Written by Tracy Brennan
Car Talk: Getting From Point A to Point Green
As you peer into your garage or glance down the driveway, what do you see?
a. An SUV crammed with car seats and strollers
b. A hybrid
c. A well-maintained older family car
d. Well-used bicycles
The U.S. unfortunately is a car-obsessed culture: Half of the world's oil goes into vehicles, spewing a quarter of the world's greenhouse gasses in emissions. Burning one gallon of gas produces 20 pounds of carbon dioxide, which contains five pounds of pure carbon. The average car emits 12,000 pounds of carbon dioxide each year, and there are over 230 million registered vehicles in the United States. Your willingness and efforts to forego extraneous car travel will go a long way to lessening your family's impact on the environment.
Full hybrid car, or, smaller is better. By downsizing the family SUV to a mid-size hybrid car for your city driving needs, you could reduce your gas usage by about 70%.
Know the difference between a "mild" hybrid car and a "full" hybrid car (Hybridcenter.org is a great resource for learning about hybrid options and variations). The web abounds with helpful information about green cars. To see where your car ranks in terms of fuel economy or to gather information for purchasing a new or used energy-efficient car, visit the Department of Energy’s super-nifty fuel economy site.
Car maintenance: By taking conscientious care of your car you can reduce your carbon footprint in a dramatic way because you are practicing habits that add up over the long haul.
Best Tips for Families:
Slow down, Cinderella! Did you know that by increasing your speed from 50 to 60 miles per hour you use 20% more gas — and wear out your tires more quickly? So let those gas-guzzling speed demons pass you by on the highway, feeling smug and confident about your choice to help the environment.
Check your tires and replace when worn down. Balanced tires, with correct air pressure, use less gas. Underinflated tires cause a 5% decrease in fuel economy, which adds up quickly at the gas pump.
At the carwash... carwash, yeah! It is actually better for the environment to wash your vehicle at a commercial car wash than in the driveway at home. By mixing air with water half and half, carwash businesses use 60% less water in the process than you do just rinsing off your car. Commercial car washes are also required by law to send their waste water to treatment, while the average home job wastes approximately 116 gallons of water that typically run off through the sewer system into natural waterways.
Carpooling or car sharing. By arranging a carpool even one or two days a week — not only for commuting to work but to also port the kids back and forth to school — you will be developing a habit that can make a measurable positive impact on the environment. If carpooling is not an option for you, talk with your employer about the possibility of telecommuting one day a week. Many companies are embracing the benefits of allowing employees the flexibility to work from home occasionally.
Bicycles. If you can swing it, you will make an enormous impact on preserving our environment by biking to work.

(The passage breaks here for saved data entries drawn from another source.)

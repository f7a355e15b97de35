//! Format probing: listing parser, ladder normalization, caching and the
//! bounded worker pool that runs probes.
//!
//! ## Module Structure
//! - `cache` - Write-once results and the per-id in-flight guard
//! - `formats` - `-F` listing parsing into heights and sizes
//! - `ladder` - Quality ladder and height snapping
//! - `scheduler` - Fixed worker pool over a bounded queue
//! - `service` - The service object callers hold

pub mod cache;
pub mod formats;
pub mod ladder;
pub mod scheduler;
pub mod service;

pub use cache::{InFlightTicket, ProbeCache, ProbeResult};
pub use formats::{FormatListing, format_size_mb, parse_format_listing};
pub use ladder::{QUALITY_LADDER, normalize_height, normalize_heights};
pub use scheduler::{ProbeJob, ProbeScheduler, SchedulerStatus};
pub use service::{ProbeEvent, ProbeRequest, ProbeService, probe_formats};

This earth-friendly transportation option will also result in a huge benefit to your health and wellbeing.
Go Metro! If biking the entire way to work is not feasible, check out your public transportation options. Get the best of both worlds by riding your bike to a transit center and hopping on a bus with your bike in tow. Bike shorts = optional.
Minimize short-distance car trips. If you just need to pick up a few items from the store, bike down the road instead of climbing into the car. Make quick trips like these a family event by getting the kids to ride along with you.